Why does stereo 3D rendering require software written especially for it?

Why does stereo 3D rendering require software written especially for it? - opengl

Given a naive take on 3D graphics rendering it seems that stereo 3D rendering should be essentially transparent to the developer and be entirely a feature of the graphics hardware and drivers. Wherever an OpenGL window is displaying a scene, it takes the geometry, lighting, camera and texture etc. information to render a 2D image of the scene.
Adding stereo 3D to the scene seems to essentially imply using two laterally offset cameras where there was originally one, and all other scene variables stay the same. The only additional information then would be how far apart to make the cameras and how far out to to make their central rays converge. Given this it would seem trivial to take a GL command sequence and interleave the appropriate commands at driver level to drive a 3D rendering.
It seems though applications need to be specially written to make use of special 3D hardware architectures making it cumbersome and prohibitive to implement. Would we expect this to be the future of stereo 3D implementations or am I glossing over too many important details?
In my specific case we are using a .net OpenGL viewport control. I originally hoped that simply having stereo enabled hardware and drivers would be enough to enable stereo 3D.

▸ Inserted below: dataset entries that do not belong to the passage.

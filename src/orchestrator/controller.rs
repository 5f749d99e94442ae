//! Submission controller for the interactive shell.
//!
//! Bootstraps the session while turning UI commands into submissions. Each submission
//! runs as its own task; overlap is rejected by the session itself, not by this loop.

use super::Session;
use std::sync::Arc;
use tokio::sync::mpsc::UnboundedReceiver;
use tokio::task::JoinSet;

/// Commands emitted by the UI thread.
#[derive(Debug, Clone)]
pub(crate) enum UiCommand {
    Analyze,
    ExportCsv,
    Quit,
}

#[derive(Debug)]
enum Finished {
    Analyze(bool),
    ExportCsv(bool),
}

pub(crate) async fn run_controller(
    session: Arc<Session>,
    mut cmd_rx: UnboundedReceiver<UiCommand>,
) -> anyhow::Result<()> {
    // Bootstrap is polled alongside commands so Quit is honored while the service hangs.
    let boot = session.bootstrap();
    tokio::pin!(boot);
    let mut booted = false;

    let mut tasks: JoinSet<Finished> = JoinSet::new();

    loop {
        tokio::select! {
            _ = &mut boot, if !booted => {
                booted = true;
                log::debug!("bootstrap finished");
            }
            cmd = cmd_rx.recv() => {
                match cmd {
                    Some(UiCommand::Analyze) => {
                        let s = session.clone();
                        tasks.spawn(async move { Finished::Analyze(s.run_analyze().await.is_ok()) });
                    }
                    Some(UiCommand::ExportCsv) => {
                        let s = session.clone();
                        tasks.spawn(async move { Finished::ExportCsv(s.run_export_csv().await.is_ok()) });
                    }
                    // In-flight uploads end with the session; nothing is left to receive them.
                    Some(UiCommand::Quit) | None => break,
                }
            }
            done = async {
                if tasks.is_empty() {
                    futures::future::pending().await
                } else {
                    tasks.join_next().await
                }
            } => {
                match done {
                    Some(Ok(f)) => log::debug!("submission finished: {f:?}"),
                    Some(Err(e)) => log::error!("submission task failed: {e}"),
                    None => {}
                }
            }
        }
    }

    tasks.shutdown().await;
    Ok(())
}
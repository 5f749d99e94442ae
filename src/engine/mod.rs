//! Remote analysis service.
//!
//! The pose/punch pipeline runs elsewhere; this module only knows its four endpoints.

mod client;

pub use client::HttpPunchService;

use crate::error::ServiceError;
use crate::model::{AnalysisResult, DetectionConfig, HealthResponse, PresetsResponse};
use async_trait::async_trait;
use bytes::Bytes;

/// Multipart body shared by `/upload` and `/upload-csv`, captured at submission time.
#[derive(Debug, Clone)]
pub struct UploadPayload {
    pub file_name: String,
    pub file_bytes: Bytes,
    pub fields: Vec<(&'static str, String)>,
}

impl UploadPayload {
    pub fn new(file_name: String, file_bytes: Bytes, cfg: &DetectionConfig) -> Self {
        Self {
            file_name,
            file_bytes,
            fields: cfg.form_fields(),
        }
    }
}

#[async_trait]
pub trait PunchService: Send + Sync {
    /// `GET /health`
    async fn health(&self) -> Result<HealthResponse, ServiceError>;

    /// `GET /settings-presets`
    async fn settings_presets(&self) -> Result<PresetsResponse, ServiceError>;

    /// `POST /upload`
    async fn upload(&self, payload: UploadPayload) -> Result<AnalysisResult, ServiceError>;

    /// `POST /upload-csv`; the body is returned untouched.
    async fn upload_csv(&self, payload: UploadPayload) -> Result<Bytes, ServiceError>;
}
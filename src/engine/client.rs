use super::{PunchService, UploadPayload};
use crate::error::ServiceError;
use crate::model::{AnalysisResult, HealthResponse, PresetsResponse};
use anyhow::{Context, Result};
use async_trait::async_trait;
use bytes::Bytes;
use reqwest::multipart::{Form, Part};
use reqwest::Url;
use std::time::Duration;

pub struct HttpPunchService {
    http: reqwest::Client,
    base_url: Url,
}

impl HttpPunchService {
    pub fn new(base_url: &str, timeout: Option<Duration>) -> Result<Self> {
        let mut base_url =
            Url::parse(base_url).with_context(|| format!("invalid base URL: {base_url}"))?;
        // Url::join replaces the last segment unless the path ends with '/'.
        if !base_url.path().ends_with('/') {
            let path = format!("{}/", base_url.path());
            base_url.set_path(&path);
        }

        let mut builder = reqwest::Client::builder()
            .user_agent(format!("punch-console/{}", env!("CARGO_PKG_VERSION")));
        if let Some(t) = timeout {
            builder = builder.timeout(t);
        }
        let http = builder.build().context("build HTTP client")?;

        Ok(Self { http, base_url })
    }

    fn endpoint(&self, path: &str) -> Result<Url, ServiceError> {
        self.base_url
            .join(path)
            .map_err(|e| ServiceError::Transport(format!("invalid endpoint {path}: {e}")))
    }

    async fn post_form(
        &self,
        path: &str,
        context: &'static str,
        payload: UploadPayload,
    ) -> Result<Bytes, ServiceError> {
        let url = self.endpoint(path)?;
        log::debug!(
            "POST {url} ({} bytes of {})",
            payload.file_bytes.len(),
            payload.file_name
        );

        let resp = self.http.post(url).multipart(build_form(payload)).send().await?;
        let status = resp.status();
        if !status.is_success() {
            return Err(ServiceError::Status {
                context,
                status: status.as_u16(),
            });
        }
        Ok(resp.bytes().await?)
    }
}

fn build_form(payload: UploadPayload) -> Form {
    let len = payload.file_bytes.len() as u64;
    let file = Part::stream_with_length(payload.file_bytes, len).file_name(payload.file_name);
    payload
        .fields
        .into_iter()
        .fold(Form::new().part("file", file), |form, (k, v)| form.text(k, v))
}

#[async_trait]
impl PunchService for HttpPunchService {
    async fn health(&self) -> Result<HealthResponse, ServiceError> {
        let url = self.endpoint("health")?;
        log::debug!("GET {url}");
        let resp = self.http.get(url).send().await?;
        if !resp.status().is_success() {
            return Err(ServiceError::Status {
                context: "Health check failed",
                status: resp.status().as_u16(),
            });
        }
        let body: serde_json::Value = serde_json::from_slice(&resp.bytes().await?)?;
        Ok(HealthResponse::from_value(&body))
    }

    async fn settings_presets(&self) -> Result<PresetsResponse, ServiceError> {
        let url = self.endpoint("settings-presets")?;
        log::debug!("GET {url}");
        let resp = self.http.get(url).send().await?;
        if !resp.status().is_success() {
            return Err(ServiceError::Status {
                context: "Preset fetch failed",
                status: resp.status().as_u16(),
            });
        }
        Ok(resp.json().await?)
    }

    async fn upload(&self, payload: UploadPayload) -> Result<AnalysisResult, ServiceError> {
        let body = self.post_form("upload", "Upload failed", payload).await?;
        let raw: serde_json::Value = serde_json::from_slice(&body)?;
        Ok(AnalysisResult::from_value(raw))
    }

    async fn upload_csv(&self, payload: UploadPayload) -> Result<Bytes, ServiceError> {
        self.post_form("upload-csv", "CSV export failed", payload).await
    }
}
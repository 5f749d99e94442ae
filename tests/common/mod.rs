//! In-memory stand-in for the analysis service.

#![allow(dead_code)]

use async_trait::async_trait;
use bytes::Bytes;
use punch_console::engine::{PunchService, UploadPayload};
use punch_console::error::ServiceError;
use punch_console::model::{AnalysisResult, DetectionConfig, HealthResponse, PresetsResponse};
use punch_console::orchestrator::{Session, SessionOptions};
use serde_json::{json, Value};
use std::path::{Path, PathBuf};
use std::sync::atomic::{AtomicUsize, Ordering};
use std::sync::{Arc, Mutex};
use tokio::sync::Notify;

/// Canned behavior for one endpoint.
#[derive(Debug, Clone)]
pub enum Reply {
    Json(Value),
    Body(Bytes),
    Status(u16),
    Unreachable,
    Malformed,
}

impl Reply {
    fn into_body(self, context: &'static str) -> Result<Bytes, ServiceError> {
        match self {
            Reply::Json(v) => Ok(Bytes::from(v.to_string())),
            Reply::Body(b) => Ok(b),
            Reply::Status(status) => Err(ServiceError::Status { context, status }),
            Reply::Unreachable => Err(ServiceError::Transport("connection refused".into())),
            Reply::Malformed => Ok(Bytes::from_static(b"<html>not json")),
        }
    }

    fn into_json<T: serde::de::DeserializeOwned>(self, context: &'static str) -> Result<T, ServiceError> {
        let body = self.into_body(context)?;
        Ok(serde_json::from_slice(&body)?)
    }
}

pub struct FakeService {
    pub health: Reply,
    pub presets: Reply,
    pub upload: Mutex<Reply>,
    pub csv: Mutex<Reply>,
    pub upload_calls: AtomicUsize,
    pub csv_calls: AtomicUsize,
    pub last_payload: Mutex<Option<UploadPayload>>,
    /// Signalled when a submission reaches the service.
    pub entered: Notify,
    /// When set, submissions wait here before replying.
    pub gate: Option<Arc<Notify>>,
}

impl Default for FakeService {
    fn default() -> Self {
        Self {
            health: Reply::Json(json!({"status": "ok"})),
            presets: Reply::Json(json!({"preset_overrides": {"balanced": {}}})),
            upload: Mutex::new(Reply::Json(sample_result(3))),
            csv: Mutex::new(Reply::Body(Bytes::from_static(b"frame,time_sec\n1,0.5\n"))),
            upload_calls: AtomicUsize::new(0),
            csv_calls: AtomicUsize::new(0),
            last_payload: Mutex::new(None),
            entered: Notify::new(),
            gate: None,
        }
    }
}

impl FakeService {
    pub fn gated(mut self, gate: Arc<Notify>) -> Self {
        self.gate = Some(gate);
        self
    }

    pub fn set_upload(&self, reply: Reply) {
        *self.upload.lock().unwrap() = reply;
    }

    pub fn set_csv(&self, reply: Reply) {
        *self.csv.lock().unwrap() = reply;
    }

    pub fn upload_calls(&self) -> usize {
        self.upload_calls.load(Ordering::SeqCst)
    }

    pub fn csv_calls(&self) -> usize {
        self.csv_calls.load(Ordering::SeqCst)
    }

    pub fn last_payload(&self) -> Option<UploadPayload> {
        self.last_payload.lock().unwrap().clone()
    }

    async fn hold(&self, payload: UploadPayload) {
        *self.last_payload.lock().unwrap() = Some(payload);
        self.entered.notify_one();
        if let Some(gate) = &self.gate {
            gate.notified().await;
        }
    }
}

#[async_trait]
impl PunchService for FakeService {
    async fn health(&self) -> Result<HealthResponse, ServiceError> {
        let body: Value = self.health.clone().into_json("Health check failed")?;
        Ok(HealthResponse::from_value(&body))
    }

    async fn settings_presets(&self) -> Result<PresetsResponse, ServiceError> {
        self.presets.clone().into_json("Preset fetch failed")
    }

    async fn upload(&self, payload: UploadPayload) -> Result<AnalysisResult, ServiceError> {
        self.upload_calls.fetch_add(1, Ordering::SeqCst);
        self.hold(payload).await;
        let reply = self.upload.lock().unwrap().clone();
        let raw: Value = reply.into_json("Upload failed")?;
        Ok(AnalysisResult::from_value(raw))
    }

    async fn upload_csv(&self, payload: UploadPayload) -> Result<Bytes, ServiceError> {
        self.csv_calls.fetch_add(1, Ordering::SeqCst);
        self.hold(payload).await;
        let reply = self.csv.lock().unwrap().clone();
        reply.into_body("CSV export failed")
    }
}

/// Result document with `n` events at 0.1 s spacing.
pub fn sample_result(n: usize) -> Value {
    let events: Vec<Value> = (0..n)
        .map(|i| {
            json!({
                "frame": i * 3,
                "time_sec": i as f64 * 0.1,
                "hand": if i % 2 == 0 { "left" } else { "right" },
                "type": "jab",
                "confidence": 0.9,
                "counted": i % 3 != 0,
            })
        })
        .collect();
    json!({
        "filename": "fight.mp4",
        "video_stats": {
            "counted_punches": n,
            "detected_punches_raw": n + 2,
            "pose_coverage": 0.87654,
            "analytics": {"punches_per_minute": 42.5, "combo_count": 2, "max_combo": 4},
            "punch_events": events,
        }
    })
}

pub fn new_session(service: Arc<FakeService>, download_dir: &Path) -> Session {
    Session::new(
        service,
        SessionOptions {
            download_dir: download_dir.to_path_buf(),
            initial_config: DetectionConfig::default(),
        },
    )
}

pub fn write_video(dir: &Path, name: &str) -> PathBuf {
    let path = dir.join(name);
    std::fs::write(&path, b"\x00\x00\x00\x18ftypmp42fake-video").expect("write video");
    path
}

Your assumptions are wrong. OpenGL does not "take geometry, lighting camera and texture information to render a 2D image". OpenGL takes commands to manipulate its state machine and commands to execute draw calls.
As Nobody mentions in his comment, the core profile does not even care about transformations at all. The only thing it really provides you with now is ways to provide arbitrary data to a vertex shader, and an arbitrary 3D cube to do rendering to. Wether that corresponds or not to the actual view, GL does not care, nor should it.
Mind you, some people have noticed that a driver can try to guess what's the view and what's not, and this is what the nvidia driver tries to do when doing automatic stereo rendering. This requires some specific guess-work, which amounts to actual analysis of game rendering to tweak the algorithms so that the driver guesses right. So it's typically a per-title, in-driver change. And some developers have noticed that the driver can guess wrong, and when that happens, it starts to get confusing. See some first-hand account of those questions.
I really recommend you read that presentation, because it makes some further points as to where the camera should be pointing towards (should the 2 view directions be parallel and such).
Also, It turns out that is essentially costs twice as much rendering for everything that is view dependent. Some developers (including, for example, the Crytek guys, see Part 2), figured out that to a great extent, you can do a single render, and fudge the picture with additional data to generate the left and right eye pictures.
The amount of saved work here is worth a lot by itself, for the developer to do this themselves.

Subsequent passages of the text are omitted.